Which lines of the records contain the word "None"? Copy each one.

Information provided: Begin

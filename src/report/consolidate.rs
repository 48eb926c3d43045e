//! Builds one multi-sheet workbook out of a template and a batch of records.

use log::{debug, info};
use std::collections::HashSet;

use super::filler::{FillReport, SheetFiller};
use super::record::Record;
use super::workbook::{Workbook, Worksheet};
use crate::error::{Error, Result};

/// Longest sheet title spreadsheet applications accept.
pub const MAX_TITLE_LEN: usize = 31;

const FORBIDDEN_TITLE_CHARS: &[char] = &['[', ']', ':', '*', '?', '/', '\\'];

/// Titles may not start or end with an apostrophe.
fn trim_title(title: &str) -> &str {
    title.trim_matches(|c: char| c.is_whitespace() || c == '\'')
}

/// Make `raw` a legal sheet title: forbidden characters become `_`, the
/// result is cut to [`MAX_TITLE_LEN`] characters and trimmed of whitespace
/// and apostrophes on both ends.
pub fn sanitize_title(raw: &str) -> String {
    let cleaned: String = raw
        .chars()
        .map(|c| if FORBIDDEN_TITLE_CHARS.contains(&c) || c.is_control() { '_' } else { c })
        .collect();
    let cut: String = trim_title(&cleaned).chars().take(MAX_TITLE_LEN).collect();
    match trim_title(&cut) {
        "" => "Hoja".to_string(),
        title => title.to_string(),
    }
}

/// Hands out sheet titles that are unique within one workbook.
///
/// Comparison ignores case. A taken title gets a `(n)` suffix, `n` starting
/// at 2; the base is shortened when needed so the suffix always fits.
#[derive(Debug, Default)]
pub struct SheetNamer {
    used: HashSet<String>,
}

impl SheetNamer {
    pub fn new() -> Self {
        Self::default()
    }

    pub fn reserve(&mut self, title: &str) {
        self.used.insert(title.to_lowercase());
    }

    pub fn is_taken(&self, title: &str) -> bool {
        self.used.contains(&title.to_lowercase())
    }

    pub fn claim(&mut self, base: &str) -> String {
        let base = sanitize_title(base);
        if !self.is_taken(&base) {
            self.reserve(&base);
            return base;
        }

        let mut n = 2u32;
        loop {
            let suffix = format!("({})", n);
            let room = MAX_TITLE_LEN - suffix.chars().count();
            let stem: String = base.chars().take(room).collect();
            let candidate = format!("{}{}", trim_title(&stem), suffix);
            if !self.is_taken(&candidate) {
                self.reserve(&candidate);
                return candidate;
            }
            n += 1;
        }
    }
}

/// Per-record result of a consolidation.
#[derive(Debug, Clone)]
pub struct FilledSheet {
    pub title: String,
    pub index: usize,
    pub report: FillReport,
}

#[derive(Debug)]
pub struct Consolidation {
    pub workbook: Workbook,
    pub sheets: Vec<FilledSheet>,
}

impl Consolidation {
    pub fn titles(&self) -> Vec<&str> {
        self.sheets.iter().map(|s| s.title.as_str()).collect()
    }
}

pub struct Consolidator<'a> {
    filler: &'a SheetFiller,
    identifier_field: String,
}

impl<'a> Consolidator<'a> {
    pub fn new(filler: &'a SheetFiller, identifier_field: impl Into<String>) -> Self {
        Self {
            filler,
            identifier_field: identifier_field.into(),
        }
    }

    /// Fill one sheet per record, in order.
    ///
    /// The first record takes over the template's first sheet; every later
    /// record gets a copy of that sheet as it was before any filling. Other
    /// template sheets stay where they are. Template titles are reserved up
    /// front, so a record named like the template's first sheet is suffixed.
    pub fn consolidate(&self, template: Workbook, records: &[Record]) -> Result<Consolidation> {
        let mut workbook = template;
        let pristine = workbook
            .sheet(0)
            .cloned()
            .ok_or_else(|| Error::Workbook("template has no worksheets".to_string()))?;

        let mut namer = SheetNamer::new();
        for name in workbook.sheet_names() {
            namer.reserve(name);
        }

        let mut sheets = Vec::with_capacity(records.len());
        for (position, record) in records.iter().enumerate() {
            let title = self.title_for(&mut namer, position, record);
            let index = if position == 0 {
                0
            } else {
                workbook.insert(position, pristine.clone())
            };
            let sheet = workbook
                .sheet_mut(index)
                .ok_or_else(|| Error::Workbook(format!("sheet {} vanished during consolidation", index)))?;
            sheet.set_name(title.clone());

            let report = self.filler.fill(sheet, record);
            sheets.push(FilledSheet { title, index, report });
        }

        info!(
            "Consolidated {} records into a workbook of {} sheets",
            sheets.len(),
            workbook.len()
        );
        Ok(Consolidation { workbook, sheets })
    }

    /// Append one filled copy of `layout` per record after the sheets
    /// `master` already holds. Existing sheets are left untouched and their
    /// titles are reserved.
    pub fn append(&self, master: Workbook, layout: &Worksheet, records: &[Record]) -> Result<Consolidation> {
        let mut workbook = master;
        let mut namer = SheetNamer::new();
        for name in workbook.sheet_names() {
            namer.reserve(name);
        }
        let existing = workbook.len();

        let mut sheets = Vec::with_capacity(records.len());
        for (position, record) in records.iter().enumerate() {
            let title = self.title_for(&mut namer, position, record);
            let mut sheet = layout.clone();
            sheet.set_name(title.clone());
            let index = workbook.push(sheet);
            let sheet = workbook
                .sheet_mut(index)
                .ok_or_else(|| Error::Workbook(format!("sheet {} vanished during consolidation", index)))?;

            let report = self.filler.fill(sheet, record);
            sheets.push(FilledSheet { title, index, report });
        }

        info!(
            "Appended {} records to a workbook of {} existing sheets",
            sheets.len(),
            existing
        );
        Ok(Consolidation { workbook, sheets })
    }

    fn title_for(&self, namer: &mut SheetNamer, position: usize, record: &Record) -> String {
        let base = record
            .text(&self.identifier_field)
            .unwrap_or_else(|| format!("Registro_{}", position + 1));
        let title = namer.claim(&base);
        if title != sanitize_title(&base) {
            debug!("Sheet title '{}' taken, using '{}'", base, title);
        }
        title
    }
}

#[cfg(test)]
mod tests {
    use super::*;
    use crate::report::cell::CellRef;
    use crate::report::filler::SheetLayout;
    use crate::report::raster::{FontMetrics, Rasterizer};

    fn filler() -> SheetFiller {
        SheetFiller::new(Rasterizer::new(FontMetrics::builtin()), SheetLayout::default())
    }

    fn template() -> Workbook {
        let mut wb = Workbook::new();
        let mut sheet = Worksheet::new("Hoja1");
        sheet.write(CellRef::parse("B2").unwrap(), "FORMATO DE INSPECCION");
        wb.push(sheet);
        wb
    }

    fn well(id: &str) -> Record {
        Record::new().with("pozo_numero", id)
    }

    #[test]
    fn test_sanitize_title() {
        assert_eq!(sanitize_title("P-1/2"), "P-1_2");
        assert_eq!(sanitize_title("a[b]:c*d?e\\f"), "a_b__c_d_e_f");
        assert_eq!(sanitize_title("  W1  "), "W1");
        assert_eq!(sanitize_title(""), "Hoja");
        assert_eq!(sanitize_title(&"x".repeat(40)).chars().count(), MAX_TITLE_LEN);
        assert_eq!(sanitize_title("'''"), "Hoja");
    }

    #[test]
    fn test_truncation_never_leaves_a_trailing_apostrophe() {
        let raw = format!("{}'b", "a".repeat(30));
        let title = sanitize_title(&raw);
        assert_eq!(title, "a".repeat(30));
        assert!(rust_xlsxwriter::utility::check_sheet_name(&title).is_ok());

        let raw = format!("{} 'x", "a".repeat(29));
        assert_eq!(sanitize_title(&raw), "a".repeat(29));
    }

    #[test]
    fn test_suffix_stem_is_trimmed() {
        let mut namer = SheetNamer::new();
        let base = format!("{}'bcd", "a".repeat(27));
        assert_eq!(namer.claim(&base), base);
        let second = namer.claim(&base);
        assert_eq!(second, format!("{}(2)", "a".repeat(27)));
        assert!(rust_xlsxwriter::utility::check_sheet_name(&second).is_ok());
    }

    #[test]
    fn test_namer_suffixes_duplicates() {
        let mut namer = SheetNamer::new();
        assert_eq!(namer.claim("W1"), "W1");
        assert_eq!(namer.claim("W1"), "W1(2)");
        assert_eq!(namer.claim("w1"), "w1(3)");
        assert_eq!(namer.claim("W2"), "W2");
    }

    #[test]
    fn test_namer_keeps_suffix_within_limit() {
        let mut namer = SheetNamer::new();
        let long = "a".repeat(MAX_TITLE_LEN);
        assert_eq!(namer.claim(&long), long);
        let second = namer.claim(&long);
        assert_eq!(second.chars().count(), MAX_TITLE_LEN);
        assert!(second.ends_with("(2)"));
    }

    #[test]
    fn test_one_sheet_per_record_in_order() {
        let filler = filler();
        let records = vec![well("W1"), well("W2"), well("W3")];
        let result = Consolidator::new(&filler, "pozo_numero")
            .consolidate(template(), &records)
            .unwrap();

        assert_eq!(result.workbook.sheet_names(), vec!["W1", "W2", "W3"]);
        assert_eq!(result.titles(), vec!["W1", "W2", "W3"]);
        let d6 = CellRef::parse("D6").unwrap();
        for (i, id) in ["W1", "W2", "W3"].iter().enumerate() {
            assert_eq!(result.workbook.sheet(i).unwrap().text(d6), Some(*id));
        }
    }

    #[test]
    fn test_clones_come_from_the_unfilled_template() {
        let filler = filler();
        let records = vec![
            well("W1").with("direccion", "Calle 1"),
            well("W2"),
        ];
        let result = Consolidator::new(&filler, "pozo_numero")
            .consolidate(template(), &records)
            .unwrap();

        let d4 = CellRef::parse("D4").unwrap();
        let b2 = CellRef::parse("B2").unwrap();
        let second = result.workbook.sheet(1).unwrap();
        assert_eq!(second.text(d4), None);
        assert_eq!(second.text(b2), Some("FORMATO DE INSPECCION"));
    }

    #[test]
    fn test_duplicate_identifiers_get_suffixes() {
        let filler = filler();
        let records = vec![well("W1"), well("W1"), well("W1")];
        let result = Consolidator::new(&filler, "pozo_numero")
            .consolidate(template(), &records)
            .unwrap();
        assert_eq!(result.titles(), vec!["W1", "W1(2)", "W1(3)"]);
    }

    #[test]
    fn test_collision_with_template_name_and_missing_identifier() {
        let filler = filler();
        let records = vec![well("Hoja1"), Record::new()];
        let result = Consolidator::new(&filler, "pozo_numero")
            .consolidate(template(), &records)
            .unwrap();
        assert_eq!(result.titles(), vec!["Hoja1(2)", "Registro_2"]);
    }

    #[test]
    fn test_extra_template_sheets_are_kept_after_generated_ones() {
        let filler = filler();
        let mut wb = template();
        wb.push(Worksheet::new("Listas"));
        let result = Consolidator::new(&filler, "pozo_numero")
            .consolidate(wb, &[well("W1"), well("W2")])
            .unwrap();
        assert_eq!(result.workbook.sheet_names(), vec!["W1", "W2", "Listas"]);
    }

    #[test]
    fn test_empty_template_is_rejected() {
        let filler = filler();
        let err = Consolidator::new(&filler, "pozo_numero")
            .consolidate(Workbook::new(), &[well("W1")])
            .unwrap_err();
        assert!(matches!(err, Error::Workbook(_)));
    }

    #[test]
    fn test_append_keeps_existing_sheets() {
        let filler = filler();
        let mut master = template();
        let layout = master.sheet(0).cloned().unwrap();
        let mut earlier = layout.clone();
        earlier.set_name("W1");
        earlier.write(CellRef::parse("D6").unwrap(), "W1");
        master.push(earlier);

        let result = Consolidator::new(&filler, "pozo_numero")
            .append(master, &layout, &[well("W2"), well("W1")])
            .unwrap();

        assert_eq!(result.workbook.sheet_names(), vec!["Hoja1", "W1", "W2", "W1(2)"]);
        assert_eq!(result.sheets[0].index, 2);
        let d6 = CellRef::parse("D6").unwrap();
        assert_eq!(result.workbook.sheet(0).unwrap().text(d6), None);
        assert_eq!(result.workbook.sheet(1).unwrap().text(d6), Some("W1"));
        assert_eq!(result.workbook.sheet(3).unwrap().text(d6), Some("W1"));
    }
}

Information provided: End

- Answer to the exercise -
        assert_eq!(second.text(d4), None);
        assert_eq!(result.workbook.sheet(0).unwrap().text(d6), None);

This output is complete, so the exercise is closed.